Lightweight construction with carbon fiber reinforced polymers (CFRP) offers climate protection for air and road travel. In order to bring CFRP components up to the cost and quality standards of mass production, laser-based automated manufacturing processes are required.
By combining textile and plastic technology, air travel and automobile businesses can create featherweight components that are as strong and stiff as most metals. To do this, they use the procedures of textile technology to process extremely fine carbon filaments into preforms, which are then embedded into thermosets or thermoplastics. While this part of the process chain is increasingly automated, there is potential to make the further processing of CFRP components more efficient. This still involves time and cost-intensive operation which leads to high tool and labor costs.
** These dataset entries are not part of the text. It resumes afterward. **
//! Integration tests for `PageClient::fetch_page`.
//!
//! Uses `wiremock` to stand up a local HTTP server for each test so no
//! real network traffic is made.

use wiremock::matchers::{headers, method, path};
use wiremock::{Mock, MockServer, ResponseTemplate};

use dsense_scraper::{PageClient, ScraperError};

/// Builds a `PageClient` suitable for tests: 5-second timeout, descriptive UA, no retries.
fn test_client() -> PageClient {
    PageClient::new(5, "dsense-test/0.1", 0, 0).expect("failed to build test PageClient")
}

/// Builds a `PageClient` with retries enabled for retry-specific tests.
fn test_client_with_retries(max_retries: u32) -> PageClient {
    PageClient::new(5, "dsense-test/0.1", max_retries, 0)
        .expect("failed to build test PageClient")
}

#[tokio::test]
async fn fetch_page_returns_body_on_success() {
    let server = MockServer::start().await;

    Mock::given(method("GET"))
        .and(path("/tag/desksetup"))
        .respond_with(ResponseTemplate::new(200).set_body_string("<html>1.2M views</html>"))
        .expect(1)
        .mount(&server)
        .await;

    let body = test_client()
        .fetch_page(&format!("{}/tag/desksetup", server.uri()), "en-US,en;q=0.5")
        .await
        .unwrap();

    assert_eq!(body, "<html>1.2M views</html>");
}

#[tokio::test]
async fn fetch_page_sends_accept_language() {
    let server = MockServer::start().await;

    Mock::given(method("GET"))
        .and(path("/listing"))
        // The matcher splits the received value on commas, so the
        // expectation is spelled as the split list.
        .and(headers(
            "accept-language",
            vec!["pl-PL", "pl;q=0.9", "en;q=0.8"],
        ))
        .respond_with(ResponseTemplate::new(200).set_body_string("ok"))
        .expect(1)
        .mount(&server)
        .await;

    let body = test_client()
        .fetch_page(
            &format!("{}/listing", server.uri()),
            "pl-PL,pl;q=0.9,en;q=0.8",
        )
        .await
        .unwrap();

    assert_eq!(body, "ok");
}

#[tokio::test]
async fn fetch_page_maps_404_to_not_found() {
    let server = MockServer::start().await;

    Mock::given(method("GET"))
        .and(path("/tag/missing"))
        .respond_with(ResponseTemplate::new(404))
        .mount(&server)
        .await;

    let result = test_client()
        .fetch_page(&format!("{}/tag/missing", server.uri()), "en-US")
        .await;

    assert!(matches!(result, Err(ScraperError::NotFound { .. })));
}

#[tokio::test]
async fn fetch_page_maps_other_statuses_to_unexpected_status() {
    let server = MockServer::start().await;

    Mock::given(method("GET"))
        .and(path("/tag/blocked"))
        .respond_with(ResponseTemplate::new(403))
        .mount(&server)
        .await;

    let result = test_client()
        .fetch_page(&format!("{}/tag/blocked", server.uri()), "en-US")
        .await;

    assert!(matches!(
        result,
        Err(ScraperError::UnexpectedStatus { status: 403, .. })
    ));
}

#[tokio::test]
async fn fetch_page_retries_429_then_succeeds() {
    let server = MockServer::start().await;

    // First response is a 429; wiremock serves mocks in mount order once
    // their expected match count is exhausted.
    Mock::given(method("GET"))
        .and(path("/listing"))
        .respond_with(ResponseTemplate::new(429).insert_header("retry-after", "0"))
        .up_to_n_times(1)
        .mount(&server)
        .await;

    Mock::given(method("GET"))
        .and(path("/listing"))
        .respond_with(ResponseTemplate::new(200).set_body_string("recovered"))
        .mount(&server)
        .await;

    let body = test_client_with_retries(2)
        .fetch_page(&format!("{}/listing", server.uri()), "pl-PL")
        .await
        .unwrap();

    assert_eq!(body, "recovered");
}

#[tokio::test]
async fn fetch_page_surfaces_rate_limit_when_retries_exhausted() {
    let server = MockServer::start().await;

    Mock::given(method("GET"))
        .and(path("/listing"))
        .respond_with(ResponseTemplate::new(429).insert_header("retry-after", "0"))
        .mount(&server)
        .await;

    let result = test_client()
        .fetch_page(&format!("{}/listing", server.uri()), "pl-PL")
        .await;

    assert!(matches!(result, Err(ScraperError::RateLimited { .. })));
}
In a project funded by the EU and the state government of North Rhine-Westphalia, the Fraunhofer Institute for Laser Technology ILT Aachen, Trumpf subsidiary AMPHOS and other partners have optimized one of these processes. To connect CFRP components to other parts, manufacturers previously drilled holes into which they pasted metallic connecting elements. This takes time and comes with a lot of tool wear due to the carbon fibers. As an alternative, the researchers use ultrashort pulse (USP) lasers to drill holes matched to the exact shape and size of the connecting elements; the holes are drilled in the textile preforms, which are then embedded in the plastic matrix together with the connecting elements. The whole process is fully automated in a robot cell.
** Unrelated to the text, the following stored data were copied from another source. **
//! Upsert and range retrieval for the `social_metrics` fact table.

use chrono::NaiveDate;
use sqlx::SqlitePool;
use tracing::debug;

use crate::DbError;

/// A social metric row joined with its human-readable dimension names.
#[derive(Debug, Clone, sqlx::FromRow)]
pub struct SocialMetricRow {
    pub date: NaiveDate,
    pub platform: String,
    pub hashtag: String,
    pub views: Option<i64>,
    pub videos: Option<i64>,
    pub likes: Option<i64>,
}

/// Upserts one day's engagement metrics for `(date, platform, hashtag)`.
///
/// Both dimension names are resolved first; a miss rejects the write
/// without touching any row. On conflict with an existing row for the
/// same composite key, all three measured fields are overwritten and
/// `scraped_at` is refreshed — a full overwrite, never a field merge.
/// Resolution and write share one transaction, committed at the end and
/// rolled back wholesale on any failure.
///
/// # Errors
///
/// Returns [`DbError::UnknownPlatform`] or [`DbError::UnknownHashtag`] if
/// a dimension does not resolve, or [`DbError::Sqlx`] on a storage fault.
pub async fn upsert_social_metric(
    pool: &SqlitePool,
    date: NaiveDate,
    platform_name: &str,
    hashtag: &str,
    views: Option<i64>,
    videos: Option<i64>,
    likes: Option<i64>,
) -> Result<(), DbError> {
    let mut tx = pool.begin().await?;

    let platform_id: Option<i64> =
        sqlx::query_scalar("SELECT platform_id FROM platforms WHERE name = ?")
            .bind(platform_name)
            .fetch_optional(&mut *tx)
            .await?;
    let Some(platform_id) = platform_id else {
        return Err(DbError::UnknownPlatform(platform_name.to_string()));
    };

    let hashtag_id: Option<i64> = sqlx::query_scalar("SELECT hashtag_id FROM hashtags WHERE tag = ?")
        .bind(hashtag)
        .fetch_optional(&mut *tx)
        .await?;
    let Some(hashtag_id) = hashtag_id else {
        return Err(DbError::UnknownHashtag(hashtag.to_string()));
    };

    sqlx::query(
        "INSERT INTO social_metrics \
             (date, platform_id, hashtag_id, views, videos, likes) \
         VALUES (?, ?, ?, ?, ?, ?) \
         ON CONFLICT(date, platform_id, hashtag_id) DO UPDATE SET \
             views      = excluded.views, \
             videos     = excluded.videos, \
             likes      = excluded.likes, \
             scraped_at = CURRENT_TIMESTAMP",
    )
    .bind(date)
    .bind(platform_id)
    .bind(hashtag_id)
    .bind(views)
    .bind(videos)
    .bind(likes)
    .execute(&mut *tx)
    .await?;

    tx.commit().await?;

    debug!(platform = platform_name, hashtag, %date, "social metric upserted");
    Ok(())
}

/// Returns social metric rows with dates in the inclusive range,
/// optionally filtered to one platform.
///
/// Ordered by date descending, then platform name and hashtag ascending.
///
/// # Errors
///
/// Returns [`DbError::Sqlx`] if the query fails.
pub async fn query_social_metrics(
    pool: &SqlitePool,
    start_date: NaiveDate,
    end_date: NaiveDate,
    platform_name: Option<&str>,
) -> Result<Vec<SocialMetricRow>, DbError> {
    const BASE: &str = "SELECT sm.date, p.name AS platform, h.tag AS hashtag, \
                sm.views, sm.videos, sm.likes \
         FROM social_metrics sm \
         JOIN platforms p ON sm.platform_id = p.platform_id \
         JOIN hashtags h ON sm.hashtag_id = h.hashtag_id \
         WHERE sm.date BETWEEN ? AND ?";
    const ORDER: &str = " ORDER BY sm.date DESC, p.name ASC, h.tag ASC";

    let rows = match platform_name {
        Some(name) => {
            let sql = format!("{BASE} AND p.name = ?{ORDER}");
            sqlx::query_as::<_, SocialMetricRow>(&sql)
                .bind(start_date)
                .bind(end_date)
                .bind(name)
                .fetch_all(pool)
                .await?
        }
        None => {
            let sql = format!("{BASE}{ORDER}");
            sqlx::query_as::<_, SocialMetricRow>(&sql)
                .bind(start_date)
                .bind(end_date)
                .fetch_all(pool)
                .await?
        }
    };

    Ok(rows)
}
In order for the ultrashort laser pulses to remove material in exactly the right place, precise to the micrometer during the dynamic robot process, the beams are not guided by mirrors. Instead, the specialists at Fraunhofer ILT and AMPHOS have developed a new approach to coupling and uncoupling the laser pulses: using a hollow-core fiber to connect the source of the USP laser beam with the robot’s scanner. The precise, form-fitting connections between the non-crimp fabrics, plastic matrix and connectors reduce time and costs in CFRP production while resisting tensile forces up to 50% higher than pasted-in connectors. This opens up new possibilities for reducing weight and saving material in component design. The new laser process is also highly flexible. Robots and scanners can switch between meters and micrometers upon the instructions of the project partners far more freely than was possible in previous mechanical processing.
The Laser Zentrum Hannover (LZH) has also recently concluded a publicly funded research project with TRUMPF and other partners, resulting in efficient laser processing for CFRP components. The focus was on CFRP struts which aircraft manufacturers use to stabilize the floors of cargo holds. Previously, these “cargo struts” were drilled in due to time constraints. Saving time this way typically involves high level of wear for tools used for CFRPs: in this case, high-value diamond drills. If these are not changed quickly enough, it can cause damage to the plastic matrix. In order to solve this problem, the researchers developed a laser process that is managed by software and monitored by thermography, and that creates drill and rivet holes at the same speed as a mechanical drill. To optimize the quality and precision of the holes, the software continuously adjusts the parameters and drilling strategy in the process. This way, aircraft manufacturers gain access to a fully-automated yet flexible laser process which not only drills all common types of CFRP at high speeds and top quality, but also glass fiber reinforced materials and special composite materials such as copper mesh. The flexible project management also makes it easy to drill laser holes in various laminates placed on top of each other to the specifications of the project partners.
In both projects, laser technology is the key to increasing flexibility and optimizing time and cost efficiency in lightweight CFRP construction. Bit by bit, this technology is approaching use in mass production, where every gram saved has huge leverage—for a wide range of electric vehicles and aircraft, as well as for reducing energy demand in climate friendly mobility.